No melhor estilo Chacrinha, PEC sobre drogas veio para confundir
Ao aprovar a proposta de emenda à Constituição sobre drogas, a Comissão de Constituição e Justiça do Senado mimetizou o melhor estilo de Abelardo Barbosa, reeditando o célebre bordão do Chacrinha: "Eu não vim pra explicar. Vim pra confundir." Não vai funcionar.
Abelardo criou o seu personagem para fazer graça. A imitação do Senado é um flerte irresponsável com a desgraça. Uma lei antidrogas aprovada pelo Congresso em 2006 criminalizou o tráfico e o consumo de drogas. Mas fixou distinção entre traficante e usuário. Estabeleceu que quem é flagrado com drogas para "consumo pessoal" deve ser punido com penas alternativas: advertência, prestação de serviços à comunidade e medidas educativas.

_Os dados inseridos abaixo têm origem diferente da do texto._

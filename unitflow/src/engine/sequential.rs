//! Topological and wavefront schedulers.
//!
//! Acyclic graphs run in topological order, one node at a time. Cyclic graphs run in
//! waves: wave 0 is every node with no inputs; a node joins wave `k + 1` when its last
//! outstanding input arrives during wave `k`. When a wave comes up empty while nodes are
//! still unrun (a cycle nothing feeds), the unrun node with the fewest outstanding inputs
//! is released into it. Every node runs at most once.

use std::collections::BTreeMap;

use futures::future::join_all;

use crate::graph::{topological_order, Graph, NodeId};

use super::logging::{log_wave, log_wave_seed};
use super::run_context::{RunContext, RunState};
use super::step::step;
use super::waves::WaveSchedule;
use super::{RunEvent, RunMode};

/// Runs an acyclic graph one node at a time in topological order.
pub(crate) async fn run_topological(graph: &Graph, state: &RunState, ctx: &RunContext) {
    for id in topological_order(graph) {
        if ctx.cancel.is_cancelled() {
            return;
        }
        if state.claim(&id) {
            step(graph, &id, state, ctx, RunMode::Sequential).await;
        }
    }
}

/// Runs a cyclic graph in waves. Returns the wave index of every dispatched node.
///
/// In parallel mode the nodes of a wave run concurrently, and nodes downstream of a
/// failed node are never seeded.
pub(crate) async fn run_waves(
    graph: &Graph,
    state: &RunState,
    ctx: &RunContext,
    mode: RunMode,
) -> BTreeMap<NodeId, usize> {
    let mut schedule = WaveSchedule::new(graph);

    while !ctx.cancel.is_cancelled() {
        let Some(wave) = schedule.next_wave(graph, state) else { break };
        if let (true, Some(seed)) = (wave.seeded, wave.nodes.first()) {
            log_wave_seed(wave.level, seed, state.remaining(seed));
        }
        log_wave(wave.level, wave.nodes.len());
        ctx.emit(RunEvent::Wave {
            level: wave.level,
            nodes: wave.nodes.clone(),
        })
        .await;

        let mut ready = Vec::new();
        match mode {
            RunMode::Sequential => {
                for id in &wave.nodes {
                    if ctx.cancel.is_cancelled() {
                        break;
                    }
                    if !state.claim(id) {
                        continue;
                    }
                    if let Some(next) = step(graph, id, state, ctx, mode).await {
                        ready.extend(next);
                    }
                }
            }
            RunMode::Parallel => {
                let claimed: Vec<&NodeId> =
                    wave.nodes.iter().filter(|id| state.claim(id)).collect();
                let results =
                    join_all(claimed.iter().map(|id| step(graph, id, state, ctx, mode))).await;
                for (id, result) in claimed.into_iter().zip(results) {
                    match result {
                        Some(next) => ready.extend(next),
                        None => schedule.block_downstream(graph, state, id),
                    }
                }
            }
        }
        schedule.advance(state, ready);
    }

    schedule.into_levels(state)
}
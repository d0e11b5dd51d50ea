//! Pipeline compiler and runtime.
//!
//! [`PipelineCompiler::compile`] turns a graph into a [`Program`]: one statement per unit
//! in topological order, with upstream tokens rewritten into references to the defining
//! statement, and the output units as the final return. Nothing is executed at compile
//! time. [`Program::run`] interprets the program later with the engine's collaborators;
//! for an acyclic graph its outputs equal those of a sequential engine run.
//!
//! Partial graphs compile: unconnected units get their own statements, and tokens that
//! name no upstream unit stay as text.

mod parse;
mod program;
mod runtime;

use crate::graph::{topological_order, Graph, GraphError, NodeId, Token, UnitKind};
use crate::template::{Segment, Template};

pub use parse::ProgramParseError;
pub use program::{Part, Program, Statement};
pub use runtime::{ProgramOutput, ProgramRunError};

/// Compiles graphs into pipeline programs.
#[derive(Clone, Copy, Debug, Default)]
pub struct PipelineCompiler;

impl PipelineCompiler {
    pub fn new() -> Self {
        Self
    }

    /// Compiles `graph`. Fails only when the graph's own bookkeeping is inconsistent.
    pub fn compile(&self, graph: &Graph) -> Result<Program, GraphError> {
        graph.verify()?;
        let mut program = Program::default();

        for id in topological_order(graph) {
            let Some(node) = graph.node(&id) else {
                continue;
            };
            let sources: Vec<NodeId> = graph
                .incoming(&id)
                .map(|(_, edge)| edge.from.clone())
                .collect();
            let kind = node.kind();
            if kind == UnitKind::Output {
                program.outputs.push(id.clone());
            }

            let statement = match kind {
                UnitKind::Input if sources.is_empty() => Statement::Input {
                    id,
                    default: node.template().to_string(),
                },
                UnitKind::Output if sources.is_empty() => Statement::Text {
                    id,
                    value: node.template().to_string(),
                },
                UnitKind::Input | UnitKind::Output => Statement::Join { id, sources },
                UnitKind::Ai => Statement::Complete {
                    parts: parts(graph, node.template(), &sources, false),
                    id,
                },
                UnitKind::Custom => {
                    let mut inputs: Vec<(String, NodeId)> = Vec::new();
                    for source in &sources {
                        let Some(token) = graph.token(source) else {
                            continue;
                        };
                        if !inputs.iter().any(|(_, s)| s == source) {
                            inputs.push((token.name().to_string(), source.clone()));
                        }
                    }
                    Statement::Evaluate {
                        parts: parts(graph, node.template(), &sources, true),
                        inputs,
                        id,
                    }
                }
            };
            program.statements.push(statement);
        }
        Ok(program)
    }

    /// Compiles `graph` straight to program text.
    pub fn export(&self, graph: &Graph) -> Result<String, GraphError> {
        self.compile(graph).map(|p| p.to_string())
    }
}

/// Splits a template into text and references to the upstream units it names.
fn parts(graph: &Graph, template: &str, sources: &[NodeId], quoted: bool) -> Vec<Part> {
    let tokens: Vec<(Token, &NodeId)> = sources
        .iter()
        .filter_map(|s| graph.token(s).map(|t| (t, s)))
        .collect();

    let mut parts: Vec<Part> = Vec::new();
    for segment in Template::parse(template).segments() {
        match segment {
            Segment::Text(text) => push_text(&mut parts, text),
            Segment::Token(tok) => match tokens.iter().find(|(t, _)| t.as_str() == *tok) {
                Some((t, source)) => {
                    let source = (*source).clone();
                    let token = t.as_str().to_string();
                    parts.push(if quoted {
                        Part::Quote { source, token }
                    } else {
                        Part::Ref { source, token }
                    });
                }
                None => push_text(&mut parts, tok),
            },
        }
    }
    parts
}

/// Appends text, merging with a preceding text part.
fn push_text(parts: &mut Vec<Part>, text: &str) {
    if let Some(Part::Text(last)) = parts.last_mut() {
        last.push_str(text);
    } else if !text.is_empty() {
        parts.push(Part::Text(text.to_string()));
    }
}
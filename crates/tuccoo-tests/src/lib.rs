//! Scenario tests for TUCCOO.
//!
//! Exercises the derivation session and the dashboard actions together,
//! with an in-memory provider standing in for the Solana cluster.

pub mod helpers;
//! # tuccoo-core
//! Foundation types for the TUCCOO wallet toolkit.
//!
//! - [`address`]: base58 [`Pubkey`](address::Pubkey) public identifiers
//! - [`amount`]: SOL/lamport parsing and formatting
//! - [`constants`]: protocol and default values
//! - [`crypto`]: Ed25519 [`KeyPair`](crypto::KeyPair)
//! - [`error`]: error enums shared by every crate
//! - [`transaction`]: legacy system-transfer transaction encoding

pub mod address;
pub mod amount;
pub mod constants;
pub mod crypto;
pub mod error;
pub mod transaction;
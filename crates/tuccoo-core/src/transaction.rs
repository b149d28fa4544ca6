//! Legacy Solana transactions carrying a single system-program transfer.
//!
//! # Wire format
//!
//! ```text
//! transaction = compact_u16(n_sigs) || sig[64] * n_sigs || message
//! message     = header[3] || compact_u16(n_keys) || key[32] * n_keys
//!               || recent_blockhash[32] || compact_u16(n_ix) || ix * n_ix
//! ix          = program_id_index[1] || compact_u16(n_acc) || acc_index[1] * n_acc
//!               || compact_u16(data_len) || data
//! ```
//!
//! Signatures cover the serialized message only.

use std::fmt;
use std::str::FromStr;

use crate::address::Pubkey;
use crate::constants::{SYSTEM_PROGRAM_ID, SYSTEM_TRANSFER_TAG};
use crate::crypto::{self, KeyPair};
use crate::error::TransactionError;

/// A recent blockhash, used as the transaction's lifetime and replay guard.
#[derive(Clone, Copy, PartialEq, Eq, Hash)]
pub struct Blockhash([u8; 32]);

impl Blockhash {
    pub const fn new(bytes: [u8; 32]) -> Self {
        Self(bytes)
    }

    pub fn as_bytes(&self) -> &[u8; 32] {
        &self.0
    }
}

impl FromStr for Blockhash {
    type Err = TransactionError;

    fn from_str(s: &str) -> Result<Self, Self::Err> {
        let bytes = bs58::decode(s.trim())
            .into_vec()
            .map_err(|_| TransactionError::InvalidBlockhash(s.to_string()))?;
        let arr: [u8; 32] = bytes
            .try_into()
            .map_err(|_| TransactionError::InvalidBlockhash(s.to_string()))?;
        Ok(Self(arr))
    }
}

impl fmt::Display for Blockhash {
    fn fmt(&self, f: &mut fmt::Formatter<'_>) -> fmt::Result {
        f.write_str(&bs58::encode(self.0).into_string())
    }
}

impl fmt::Debug for Blockhash {
    fn fmt(&self, f: &mut fmt::Formatter<'_>) -> fmt::Result {
        write!(f, "Blockhash({self})")
    }
}

/// Append a compact-u16 ("shortvec") length prefix.
pub fn encode_compact_u16(mut value: u16, out: &mut Vec<u8>) {
    loop {
        let mut byte = (value & 0x7f) as u8;
        value >>= 7;
        if value == 0 {
            out.push(byte);
            return;
        }
        byte |= 0x80;
        out.push(byte);
    }
}

/// Signer and read-only counts for the account key list.
#[derive(Clone, Copy, Debug, PartialEq, Eq)]
pub struct MessageHeader {
    pub num_required_signatures: u8,
    pub num_readonly_signed_accounts: u8,
    pub num_readonly_unsigned_accounts: u8,
}

/// An instruction whose program and accounts are indexes into the key list.
#[derive(Clone, Debug, PartialEq, Eq)]
pub struct CompiledInstruction {
    pub program_id_index: u8,
    pub accounts: Vec<u8>,
    pub data: Vec<u8>,
}

/// The signed portion of a transaction.
#[derive(Clone, Debug, PartialEq, Eq)]
pub struct Message {
    pub header: MessageHeader,
    pub account_keys: Vec<Pubkey>,
    pub recent_blockhash: Blockhash,
    pub instructions: Vec<CompiledInstruction>,
}

impl Message {
    /// Build a message moving `lamports` from `from` to `to`.
    ///
    /// Account keys are ordered writable-signer, writable, read-only; a
    /// self-transfer lists the payer once.
    pub fn transfer(
        from: &Pubkey,
        to: &Pubkey,
        lamports: u64,
        recent_blockhash: Blockhash,
    ) -> Result<Self, TransactionError> {
        if lamports == 0 {
            return Err(TransactionError::ZeroLamports);
        }

        let system = Pubkey::new(SYSTEM_PROGRAM_ID);
        let (account_keys, accounts) = if from == to {
            (vec![*from, system], vec![0, 0])
        } else {
            (vec![*from, *to, system], vec![0, 1])
        };
        let program_id_index = (account_keys.len() - 1) as u8;

        let mut data = Vec::with_capacity(12);
        data.extend_from_slice(&SYSTEM_TRANSFER_TAG.to_le_bytes());
        data.extend_from_slice(&lamports.to_le_bytes());

        Ok(Self {
            header: MessageHeader {
                num_required_signatures: 1,
                num_readonly_signed_accounts: 0,
                num_readonly_unsigned_accounts: 1,
            },
            account_keys,
            recent_blockhash,
            instructions: vec![CompiledInstruction {
                program_id_index,
                accounts,
                data,
            }],
        })
    }

    /// Serialize to the bytes that signers sign.
    pub fn serialize(&self) -> Vec<u8> {
        let mut out = Vec::with_capacity(3 + 1 + 32 * self.account_keys.len() + 32 + 32);
        out.push(self.header.num_required_signatures);
        out.push(self.header.num_readonly_signed_accounts);
        out.push(self.header.num_readonly_unsigned_accounts);

        encode_compact_u16(self.account_keys.len() as u16, &mut out);
        for key in &self.account_keys {
            out.extend_from_slice(key.as_bytes());
        }

        out.extend_from_slice(self.recent_blockhash.as_bytes());

        encode_compact_u16(self.instructions.len() as u16, &mut out);
        for ix in &self.instructions {
            out.push(ix.program_id_index);
            encode_compact_u16(ix.accounts.len() as u16, &mut out);
            out.extend_from_slice(&ix.accounts);
            encode_compact_u16(ix.data.len() as u16, &mut out);
            out.extend_from_slice(&ix.data);
        }
        out
    }

    /// The fee payer (first account key).
    pub fn payer(&self) -> Option<&Pubkey> {
        self.account_keys.first()
    }
}

/// A message plus its signatures.
#[derive(Clone, Debug, PartialEq, Eq)]
pub struct Transaction {
    pub signatures: Vec<[u8; 64]>,
    pub message: Message,
}

impl Transaction {
    /// Build and sign a system transfer paid for by `from`.
    pub fn signed_transfer(
        from: &KeyPair,
        to: &Pubkey,
        lamports: u64,
        recent_blockhash: Blockhash,
    ) -> Result<Self, TransactionError> {
        let message = Message::transfer(&from.pubkey(), to, lamports, recent_blockhash)?;
        let signature = from.sign(&message.serialize());
        Ok(Self {
            signatures: vec![signature],
            message,
        })
    }

    /// Base58 of the payer signature, which doubles as the transaction id.
    pub fn id(&self) -> Result<String, TransactionError> {
        self.signatures
            .first()
            .map(|sig| bs58::encode(sig).into_string())
            .ok_or(TransactionError::Unsigned)
    }

    /// Check the payer signature against the serialized message.
    pub fn verify(&self) -> Result<(), TransactionError> {
        let sig = self.signatures.first().ok_or(TransactionError::Unsigned)?;
        let payer = self.message.payer().ok_or(TransactionError::Unsigned)?;
        crypto::verify(payer, &self.message.serialize(), sig)?;
        Ok(())
    }

    /// Wire encoding.
    pub fn serialize(&self) -> Vec<u8> {
        let message = self.message.serialize();
        let mut out = Vec::with_capacity(1 + 64 * self.signatures.len() + message.len());
        encode_compact_u16(self.signatures.len() as u16, &mut out);
        for sig in &self.signatures {
            out.extend_from_slice(sig);
        }
        out.extend_from_slice(&message);
        out
    }

    /// Wire encoding as base58, the default `sendTransaction` encoding.
    pub fn to_base58(&self) -> String {
        bs58::encode(self.serialize()).into_string()
    }
}

#[cfg(test)]
mod tests {
    use super::*;
    use crate::error::CryptoError;

    fn blockhash() -> Blockhash {
        Blockhash::new([0xAA; 32])
    }

    #[test]
    fn compact_u16_encoding() {
        let cases: [(u16, &[u8]); 6] = [
            (0, &[0x00]),
            (0x7f, &[0x7f]),
            (0x80, &[0x80, 0x01]),
            (0xff, &[0xff, 0x01]),
            (0x3fff, &[0xff, 0x7f]),
            (0xffff, &[0xff, 0xff, 0x03]),
        ];
        for (value, expected) in cases {
            let mut out = Vec::new();
            encode_compact_u16(value, &mut out);
            assert_eq!(out, expected, "value {value:#x}");
        }
    }

    #[test]
    fn blockhash_parse_display() {
        let bh = blockhash();
        let parsed: Blockhash = bh.to_string().parse().unwrap();
        assert_eq!(parsed, bh);
        assert!("bad!".parse::<Blockhash>().is_err());
        assert!(bs58::encode([1u8; 16]).into_string().parse::<Blockhash>().is_err());
    }

    #[test]
    fn transfer_message_layout() {
        let from = Pubkey::new([1u8; 32]);
        let to = Pubkey::new([2u8; 32]);
        let msg = Message::transfer(&from, &to, 5_000, blockhash()).unwrap();
        let bytes = msg.serialize();

        // header
        assert_eq!(&bytes[..3], &[1, 0, 1]);
        // three keys: payer, recipient, system program
        assert_eq!(bytes[3], 3);
        assert_eq!(&bytes[4..36], from.as_bytes());
        assert_eq!(&bytes[36..68], to.as_bytes());
        assert_eq!(&bytes[68..100], &SYSTEM_PROGRAM_ID);
        assert_eq!(&bytes[100..132], &[0xAA; 32]);
        // one instruction: program 2, accounts [0, 1], 12 bytes of data
        assert_eq!(&bytes[132..137], &[1, 2, 2, 0, 1]);
        assert_eq!(bytes[137], 12);
        assert_eq!(&bytes[138..142], &2u32.to_le_bytes());
        assert_eq!(&bytes[142..150], &5_000u64.to_le_bytes());
        assert_eq!(bytes.len(), 150);
    }

    #[test]
    fn self_transfer_lists_payer_once() {
        let from = Pubkey::new([1u8; 32]);
        let msg = Message::transfer(&from, &from, 1, blockhash()).unwrap();
        assert_eq!(msg.account_keys, vec![from, Pubkey::new(SYSTEM_PROGRAM_ID)]);
        assert_eq!(msg.instructions[0].program_id_index, 1);
        assert_eq!(msg.instructions[0].accounts, vec![0, 0]);
    }

    #[test]
    fn zero_lamports_rejected() {
        let from = Pubkey::new([1u8; 32]);
        let to = Pubkey::new([2u8; 32]);
        assert_eq!(
            Message::transfer(&from, &to, 0, blockhash()),
            Err(TransactionError::ZeroLamports)
        );
    }

    #[test]
    fn signed_transfer_verifies() {
        let kp = KeyPair::from_seed(&[5u8; 32]);
        let to = Pubkey::new([6u8; 32]);
        let tx = Transaction::signed_transfer(&kp, &to, 42, blockhash()).unwrap();
        assert_eq!(tx.signatures.len(), 1);
        assert_eq!(tx.message.payer(), Some(&kp.pubkey()));
        assert!(tx.verify().is_ok());
    }

    #[test]
    fn tampered_amount_fails_verification() {
        let kp = KeyPair::from_seed(&[5u8; 32]);
        let to = Pubkey::new([6u8; 32]);
        let mut tx = Transaction::signed_transfer(&kp, &to, 42, blockhash()).unwrap();
        tx.message.instructions[0].data[4] = 43;
        assert_eq!(
            tx.verify(),
            Err(TransactionError::Crypto(CryptoError::VerificationFailed))
        );
    }

    #[test]
    fn wire_encoding_prefixes_signatures() {
        let kp = KeyPair::from_seed(&[5u8; 32]);
        let to = Pubkey::new([6u8; 32]);
        let tx = Transaction::signed_transfer(&kp, &to, 42, blockhash()).unwrap();
        let wire = tx.serialize();
        assert_eq!(wire[0], 1);
        assert_eq!(&wire[1..65], &tx.signatures[0]);
        assert_eq!(&wire[65..], tx.message.serialize().as_slice());

        let decoded = bs58::decode(tx.to_base58()).into_vec().unwrap();
        assert_eq!(decoded, wire);
    }

    #[test]
    fn id_is_base58_signature() {
        let kp = KeyPair::from_seed(&[5u8; 32]);
        let to = Pubkey::new([6u8; 32]);
        let tx = Transaction::signed_transfer(&kp, &to, 42, blockhash()).unwrap();
        let id = tx.id().unwrap();
        assert_eq!(bs58::decode(&id).into_vec().unwrap(), tx.signatures[0].to_vec());
    }

    #[test]
    fn unsigned_has_no_id() {
        let msg = Message::transfer(&Pubkey::new([1; 32]), &Pubkey::new([2; 32]), 1, blockhash())
            .unwrap();
        let tx = Transaction {
            signatures: vec![],
            message: msg,
        };
        assert_eq!(tx.id(), Err(TransactionError::Unsigned));
        assert_eq!(tx.verify(), Err(TransactionError::Unsigned));
    }
}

O problema é que a lei não definiu qual a quantidade que diferencia um usuário de um traficante. Submetido a uma ação que questiona a prisão de usuários de maconha, o Supremo Tribunal Federal viu-se compelido a corrigir a lacuna legal. Há na Corte 5 votos a 3 para definir que usuário não pode ser trancafiado como traficante. Mas já se formou uma maioria favorável à definição da quantidade que a lei se absteve de fixar.
Sob a alegação de que o Supremo se mete na seara legislativa, os senadores decidiram enfiar no texto da Constituição a criminalização já prevista em lei. De autoria do presidente do Senado, Rodrigo Pacheco, a emenda piora o soneto, pois repete o texto legal na diferenciação entre traficando e usuário, sem definir a quantidade de droga que caracteriza o "consumo pessoal".
A exemplo do que fizeram os legisladores de 2006, os senadores repetiram a terceirização covarde de 18 anos atrás, transferindo a decisão para o policial que realiza o flagrante, conforme "as circunstâncias fáticas do caso concreto". Delegado de polícia por 27 anos, o senador petista Fabiano Contarato foi ao ponto:
"Essa PEC não inova em absolutamente nada. Sabe o que vai definir, com essa emenda? Que o pobre e preto em um local de bolsão de pobreza, se for flagrado com um cigarro de maconha, as circunstâncias fáticas vão ser a cor da pele e o local do crime. A ele vai ser atribuído tráfico de entorpecentes."
Contarato ecoou o presidente do Supremo, Luís Roberto Barroso, que declarou dias atrás: "O que se verifica é que há um critério extremamente discriminatório. Se o bairro é de classe média alta ou se é de periferia, a mesma quantidade recebe tratamento diferente. Nos bairros mais favorecidos é tratado como porte. Nos menos favorecidos é tratado como tráfico".
Na prática, a pretexto de confrontar o Supremo Tribunal Federal, os senadores deixaram tudo como está, para ver como é que fica. E a situação não fica bem. Se o Brasil fosse um país lógico, o Supremo daria continuidade ao julgamento sobre drogas, suspenso por um pedido de vista do ministro Dias Toffoli, para definir a quantidade de maconha que distingue um usuário de um traficante. Do contrário, prevalecerá o lema do Chacrinha, que privilegia a confusão.